Powderpost beetles in hardwood beams

      Is there any way to get rid of powderpost beetles riddling oak beams with holes? November 7, 2001

I thought that the powder post beetle would perish under dry conditions. I've had my beams stickered and under cover for up to a year but have active beetles (I see the sawdust under the affected wood). I note in the archives the suggestion that the wood be kiln dried at 130 degrees for 24 hours. Is this correct? Will I be successful with 6x6s? The beams are meant to go into a new house and I sure don't want live powder post beetles inside. Is there an alternative solution? These holes were not there when I first worked the wood.

Forum Responses
If the beams are softwood (pine), then it is not lyctid powderpost beetles. Otherwise, many insects would enjoy wood at 25% to 15% MC (which is what your beams would be stored outside under a tarp). The lyctid powderpost beetle likes wood as low as 8% MC (about 45% RH).

Gene Wengert, forum technical advisor

From the original questioner:
My beams are all hardwood. What do I do about the critter, whatever it is, that makes 1/16", holes from which sawdust comes?

I would try brushing on a wood preservative to stop the bugs.

Wood preservatives will not work on existing beams as the insects are inside the wood and the preservative only makes a poisoned outside layer, which the insects must eat before they are killed.

You need to have the insect identified and then will probably have to have them fumigated by a professional exterminator.

Gene Wengert, forum technical advisor

From contributor M:
If you do not have a lot of wood to process, you can try injecting turpentine into the hole with a syringe and needle from a farm supply store.

I had powder post beetles in some beams I cut and I wrapped them in black plastic and laid them in the sun in June for 3 days. The temperature outside was 95 and inside the plastic on the shady side was 145. The beams were very warm to the touch. I coated the beams with a heavy dose of Durasban (spelling?) and re-stickered under tin. Have not seen any new powder under them. They were 6x6x18' white oak and I did not want to move them much.
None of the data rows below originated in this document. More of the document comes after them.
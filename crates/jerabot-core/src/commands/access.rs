//! `/grant` and `/revoke`: admin management of the known-user set.

use std::sync::Arc;

use async_trait::async_trait;

use crate::{
    access::AccessPolicy,
    command::{Command, CommandContext, Invocation, Options},
    domain::UserId,
    status::StatusStore,
    Result,
};

pub(super) fn grant_factory(ctx: CommandContext) -> Box<dyn Command> {
    Box::new(Membership {
        grant: true,
        status: ctx.status,
        policy: ctx.policy,
    })
}

pub(super) fn revoke_factory(ctx: CommandContext) -> Box<dyn Command> {
    Box::new(Membership {
        grant: false,
        status: ctx.status,
        policy: ctx.policy,
    })
}

struct Membership {
    grant: bool,
    status: Arc<StatusStore>,
    policy: Arc<AccessPolicy>,
}

#[async_trait]
impl Command for Membership {
    fn init_options(&self, options: &mut Options) {
        options.positional(0, "user_id").required();
    }

    async fn handle(&self, inv: &Invocation<'_>) -> Result<()> {
        let raw = inv.args.get(0).unwrap_or_default();
        let Ok(target) = raw.parse::<UserId>() else {
            return inv.reply(&format!("{raw:?} is not a numeric user id.")).await;
        };

        let text = if self.grant {
            if self.status.add_user(target).await {
                tracing::info!(user = %target, by = %inv.update.user_id, "user granted");
                format!("User {target} can now use the bot.")
            } else {
                format!("User {target} already has access.")
            }
        } else if self.status.remove_user(target).await {
            tracing::info!(user = %target, by = %inv.update.user_id, "user revoked");
            let mut text = format!("User {target} can no longer use the bot.");
            if self.policy.is_admin(target) {
                text.push_str(" They remain an admin through the configuration.");
            }
            text
        } else {
            format!("User {target} was not a known user.")
        };

        // Flushed right away; on failure the dispatcher retries from memory.
        if let Err(e) = self.status.save_if_dirty().await {
            tracing::error!(user = %target, error = %e, "failed to save status after membership change");
        }
        inv.reply(&text).await
    }
}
From the original questioner:
I'm trying the wrap in black poly with one short beam; if you were successful after just 3 days, I guess I had better unwrap mine as it's been there for 6 weeks. If earlier comments are correct, it sounds like Dursban won't have much effect so your success had to be the heat.

From contributor M:
We are getting fewer hours of sunlight than in July. You might want to increase the heat potential by:

1. Wrapping the clear plastic around the black material leaving an air space (greenhouse effect).

2: Using a dull black material around the beam, as shiny black plastic will reflect some of the heat/light away.

3: Placing an electric heater inside, under the beam (but not too close!).

From the original questioner:
It turns out that poison injection is not practical because, as I rework the beams, I'm finding lots of little holes, almost always in the red oak. I'm going to have to try the plastic and sun route. I will leave them out for a fair length of time.

From contributor M:
If you've got that many bug holes it is probably black oak, which is a variety of red oak that bugs just love.

Heat (over 130 F for 24 hours or more is required) is very effective in killing the eggs and the insects. After the insects lay their eggs, it may be up to two years before they hatch, so be careful about an inspection that shows no further damage--there can be more in a while.

Gene Wengert, forum technical advisor

From the original questioner:
As an aside, freezing kills bugs, tropical ones at least. We lived in Thailand for 4 years, where I acquired a lot of buggy baskets. Our house had a walk-in unused freezer where I placed all newly acquired baskets. I saw no signs of the critters after I pulled the baskets out. The Thais traditionally put their baskets in a smokehouse to take care of this problem.